(Stored data)
//! Tool-specific error types.

use rmcp::{ErrorData as McpError, model::ErrorCode};
use thiserror::Error;

/// JSON-RPC code for an unknown method (also used for unknown tools).
pub const METHOD_NOT_FOUND: i32 = -32601;

/// JSON-RPC code for invalid method parameters.
pub const INVALID_PARAMS: i32 = -32602;

/// JSON-RPC code for internal errors, such as a clashing registration.
pub const INTERNAL_ERROR: i32 = -32603;

/// Errors that can occur during tool operations.
#[derive(Debug, Error)]
pub enum ToolError {
    /// The requested tool was not found.
    #[error("Tool not found: {0}")]
    NotFound(String),

    /// Invalid arguments were provided to the tool.
    #[error("Invalid parameters: {0}")]
    InvalidArguments(String),

    /// A tool with the same name is already registered.
    #[error("Tool already registered: {0}")]
    Duplicate(String),
}

impl ToolError {
    /// Create a new "not found" error.
    pub fn not_found(name: impl Into<String>) -> Self {
        Self::NotFound(name.into())
    }

    /// Create a new "invalid arguments" error.
    pub fn invalid_arguments(msg: impl Into<String>) -> Self {
        Self::InvalidArguments(msg.into())
    }

    /// The JSON-RPC error code this error is reported with.
    pub fn code(&self) -> i32 {
        match self {
            Self::NotFound(_) => METHOD_NOT_FOUND,
            Self::InvalidArguments(_) => INVALID_PARAMS,
            Self::Duplicate(_) => INTERNAL_ERROR,
        }
    }
}

impl From<ToolError> for McpError {
    fn from(err: ToolError) -> Self {
        let code = match err {
            ToolError::NotFound(_) => ErrorCode::METHOD_NOT_FOUND,
            ToolError::InvalidArguments(_) => ErrorCode::INVALID_PARAMS,
            ToolError::Duplicate(_) => ErrorCode::INTERNAL_ERROR,
        };
        McpError::new(code, err.to_string(), None)
    }
}

#[cfg(test)]
mod tests {
    use super::*;

    #[test]
    fn test_error_codes() {
        assert_eq!(ToolError::not_found("x").code(), -32601);
        assert_eq!(ToolError::invalid_arguments("x").code(), -32602);
        assert_eq!(ToolError::Duplicate("x".to_string()).code(), -32603);
    }

    #[test]
    fn test_into_mcp_error() {
        let err: McpError = ToolError::invalid_arguments("a and b must be numbers").into();
        assert_eq!(err.code.0, -32602);
        assert_eq!(err.message, "Invalid parameters: a and b must be numbers");
    }
}
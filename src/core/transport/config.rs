//! Transport configuration types.

use serde::{Deserialize, Serialize};
use tracing::warn;

/// Default HTTP listen port.
pub const DEFAULT_PORT: u16 = 8080;

/// Transport configuration options.
#[derive(Debug, Clone, Default, Serialize, Deserialize)]
#[serde(tag = "type", rename_all = "lowercase")]
pub enum TransportConfig {
    /// Standard input/output transport (default for MCP).
    #[default]
    Stdio,

    /// HTTP transport: streamable HTTP, SSE, JSON-RPC and REST endpoints.
    Http(HttpConfig),
}

/// HTTP transport configuration.
#[derive(Debug, Clone, Serialize, Deserialize)]
pub struct HttpConfig {
    /// Port number to listen on.
    pub port: u16,

    /// Host address to bind to.
    #[serde(default = "default_host")]
    pub host: String,

    /// Enable CORS for browser clients.
    #[serde(default = "default_cors")]
    pub enable_cors: bool,
}

fn default_host() -> String {
    "0.0.0.0".to_string()
}

fn default_cors() -> bool {
    true
}

impl Default for HttpConfig {
    fn default() -> Self {
        Self {
            port: DEFAULT_PORT,
            host: default_host(),
            enable_cors: default_cors(),
        }
    }
}

impl TransportConfig {
    /// Load transport config from environment variables.
    ///
    /// `SERVER_MODE=http` selects HTTP; any other value, or none, selects STDIO.
    pub fn from_env() -> Self {
        let mode = std::env::var("SERVER_MODE").unwrap_or_default();
        if mode != "http" {
            return Self::Stdio;
        }

        let mut http = HttpConfig::default();
        if let Ok(raw) = std::env::var("PORT") {
            http.port = raw.parse().unwrap_or_else(|_| {
                warn!("Invalid PORT {:?}, falling back to {}", raw, DEFAULT_PORT);
                DEFAULT_PORT
            });
        }
        if let Ok(host) = std::env::var("MCP_HTTP_HOST") {
            http.host = host;
        }
        if let Ok(cors) = std::env::var("MCP_HTTP_CORS") {
            http.enable_cors = cors.to_lowercase() != "false" && cors != "0";
        }

        Self::Http(http)
    }

    /// Get a description of this transport for logging.
    pub fn description(&self) -> String {
        match self {
            Self::Stdio => "STDIO (standard MCP mode)".to_string(),
            Self::Http(cfg) => format!("HTTP on {}:{}", cfg.host, cfg.port),
        }
    }

    /// Check if this transport is the standard STDIO mode.
    pub fn is_stdio(&self) -> bool {
        matches!(self, Self::Stdio)
    }
}
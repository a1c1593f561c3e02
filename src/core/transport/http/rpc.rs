//! Raw JSON-RPC over HTTP (`POST /mcp`).
//!
//! A stateless endpoint for plain HTTP clients (curl, load testers) that do
//! not speak the streaming transports. Tools are listed and dispatched
//! through the same [`ToolRegistry`](crate::domains::tools::ToolRegistry)
//! that backs the rmcp router.
//!
//! Only `tools/list` and `tools/call` are served; session setup such as
//! `initialize` belongs to the streaming transports and is answered 501.
//!
//! Unlike a strict JSON-RPC server, failures are also reflected in the HTTP
//! status: 404 for an unknown tool, 400 for bad arguments, 501 for an
//! unknown method.

use axum::{
    Json,
    extract::State,
    response::{IntoResponse, Response},
};
use bytes::Bytes;
use http::{Method, StatusCode};
use serde::{Deserialize, Serialize};
use serde_json::{Value, json};
use tracing::{info, instrument, warn};

use super::AppState;
use crate::core::McpServer;
use crate::domains::tools::{METHOD_NOT_FOUND, ToolError};

/// JSON-RPC request structure.
///
/// Parsed leniently: a missing or non-string `method` is treated as empty
/// and a missing `id` is echoed back as `null`.
#[derive(Debug, Clone, PartialEq)]
pub struct JsonRpcRequest {
    pub id: Value,
    pub method: String,
    pub params: Option<Value>,
}

impl JsonRpcRequest {
    /// Parse a request body.
    ///
    /// Only JSON objects are accepted; a bare `null` reads as an empty
    /// request and so falls through to "method not found".
    pub fn parse(body: &[u8]) -> Result<Self, serde_json::Error> {
        let mut object = match serde_json::from_slice(body)? {
            Value::Object(object) => object,
            Value::Null => serde_json::Map::new(),
            _ => return Err(serde::de::Error::custom("request must be a JSON object")),
        };

        Ok(Self {
            id: object.remove("id").unwrap_or(Value::Null),
            method: object
                .get("method")
                .and_then(Value::as_str)
                .unwrap_or_default()
                .to_string(),
            params: object.remove("params"),
        })
    }
}

/// JSON-RPC response structure.
#[derive(Debug, Clone, Serialize, Deserialize)]
pub struct JsonRpcResponse {
    pub jsonrpc: String,
    pub id: Value,
    #[serde(skip_serializing_if = "Option::is_none")]
    pub result: Option<Value>,
    #[serde(skip_serializing_if = "Option::is_none")]
    pub error: Option<JsonRpcError>,
}

/// JSON-RPC error structure.
#[derive(Debug, Clone, Serialize, Deserialize)]
pub struct JsonRpcError {
    pub code: i32,
    pub message: String,
}

impl JsonRpcResponse {
    /// Create a success response.
    pub fn success(id: Value, result: Value) -> Self {
        Self {
            jsonrpc: "2.0".to_string(),
            id,
            result: Some(result),
            error: None,
        }
    }

    /// Create an error response.
    pub fn error(id: Value, code: i32, message: impl Into<String>) -> Self {
        Self {
            jsonrpc: "2.0".to_string(),
            id,
            result: None,
            error: Some(JsonRpcError {
                code,
                message: message.into(),
            }),
        }
    }

    /// Method not found error.
    pub fn method_not_found(id: Value, method: &str) -> Self {
        Self::error(id, METHOD_NOT_FOUND, format!("Method not found: {}", method))
    }
}

/// Plain (non JSON-RPC) error body, used before a request could be parsed.
fn plain_error(status: StatusCode, message: &str) -> Response {
    (status, Json(json!({ "error": message }))).into_response()
}

/// Handle `/mcp` requests.
#[instrument(skip_all, fields(http_method = %method))]
pub async fn handle_rpc(State(state): State<AppState>, method: Method, body: Bytes) -> Response {
    if method != Method::POST {
        return plain_error(StatusCode::METHOD_NOT_ALLOWED, "Only POST method is allowed");
    }

    let request = match JsonRpcRequest::parse(&body) {
        Ok(request) => request,
        Err(e) => {
            warn!("Rejected malformed JSON-RPC body: {}", e);
            return plain_error(StatusCode::BAD_REQUEST, "Invalid JSON-RPC request");
        }
    };

    info!("Received JSON-RPC request: {}", request.method);
    let (status, response) = process_request(state.server(), request);
    (status, Json(response)).into_response()
}

/// Process a JSON-RPC request and return the HTTP status and response.
pub fn process_request(server: &McpServer, request: JsonRpcRequest) -> (StatusCode, JsonRpcResponse) {
    match request.method.as_str() {
        "tools/list" => handle_tools_list(server, request),
        "tools/call" => handle_tools_call(server, request),
        method => {
            warn!("Unknown method: {:?}", method);
            (
                StatusCode::NOT_IMPLEMENTED,
                JsonRpcResponse::method_not_found(request.id, method),
            )
        }
    }
}

/// Handle tools/list request.
fn handle_tools_list(server: &McpServer, request: JsonRpcRequest) -> (StatusCode, JsonRpcResponse) {
    let result = json!({ "tools": server.registry().list() });
    (StatusCode::OK, JsonRpcResponse::success(request.id, result))
}

/// Handle tools/call request.
fn handle_tools_call(server: &McpServer, request: JsonRpcRequest) -> (StatusCode, JsonRpcResponse) {
    let params = request.params.as_ref();
    let name = params
        .and_then(|p| p.get("name"))
        .and_then(Value::as_str)
        .unwrap_or_default();
    let arguments = params
        .and_then(|p| p.get("arguments"))
        .and_then(Value::as_object);

    info!("Calling tool: {}", name);

    match server.registry().call(name, arguments) {
        Ok(result) => (
            StatusCode::OK,
            JsonRpcResponse::success(request.id, json!({ "content": result.content })),
        ),
        Err(e) => {
            let status = match e {
                ToolError::NotFound(_) => StatusCode::NOT_FOUND,
                ToolError::InvalidArguments(_) => StatusCode::BAD_REQUEST,
                ToolError::Duplicate(_) => StatusCode::INTERNAL_SERVER_ERROR,
            };
            (status, JsonRpcResponse::error(request.id, e.code(), e.to_string()))
        }
    }
}

#[cfg(test)]
mod tests {
    use super::*;

    #[test]
    fn test_parse_lenient_fields() {
        let request = JsonRpcRequest::parse(br#"{"method": 5}"#).unwrap();
        assert_eq!(request.method, "");
        assert_eq!(request.id, Value::Null);
        assert!(request.params.is_none());
    }

    #[test]
    fn test_parse_rejects_non_objects() {
        assert!(JsonRpcRequest::parse(b"[1, 2]").is_err());
        assert!(JsonRpcRequest::parse(b"\"tools/list\"").is_err());
        assert!(JsonRpcRequest::parse(b"{not json").is_err());
    }

    #[test]
    fn test_parse_null_is_empty_request() {
        let request = JsonRpcRequest::parse(b"null").unwrap();
        assert_eq!(request.method, "");
        assert_eq!(request.id, Value::Null);
    }

    #[test]
    fn test_parse_keeps_id_and_params() {
        let body = br#"{"jsonrpc":"2.0","id":"abc","method":"tools/call","params":{"name":"add"}}"#;
        let request = JsonRpcRequest::parse(body).unwrap();
        assert_eq!(request.id, json!("abc"));
        assert_eq!(request.method, "tools/call");
        assert_eq!(request.params, Some(json!({ "name": "add" })));
    }

    #[test]
    fn test_error_response_shape() {
        let response = JsonRpcResponse::method_not_found(json!(7), "nope");
        let value = serde_json::to_value(response).unwrap();
        assert_eq!(
            value,
            json!({
                "jsonrpc": "2.0",
                "id": 7,
                "error": { "code": -32601, "message": "Method not found: nope" }
            })
        );
    }
}
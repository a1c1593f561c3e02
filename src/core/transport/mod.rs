//! Transport layer for the MCP server.
//!
//! This module provides two transport modes, selected by `SERVER_MODE`:
//! - **STDIO**: Standard input/output (default for MCP)
//! - **HTTP**: one multiplexed server exposing streamable HTTP at `/`, the
//!   legacy SSE transport (`/sse` + `/message`), raw JSON-RPC at `/mcp`,
//!   REST convenience endpoints and liveness probes
//!
//! Each transport handles the connection lifecycle and delegates
//! message processing to the MCP server handler.

mod config;
mod error;
mod service;

pub mod http;
pub mod stdio;

pub use config::{DEFAULT_PORT, HttpConfig, TransportConfig};
pub use error::{TransportError, TransportResult};
pub use service::TransportService;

* _What this task involves_
In the entries above, find the line holding "pub const METHOD_NOT_FOUND: i32 = -32601;" and the line holding "pub const INTERNAL_ERROR: i32 = -32603;"; print both of them and every line between, exactly, and nothing else.

* _Your solution_
pub const METHOD_NOT_FOUND: i32 = -32601;

/// JSON-RPC code for invalid method parameters.
pub const INVALID_PARAMS: i32 = -32602;

/// JSON-RPC code for internal errors, such as a clashing registration.
pub const INTERNAL_ERROR: i32 = -32603;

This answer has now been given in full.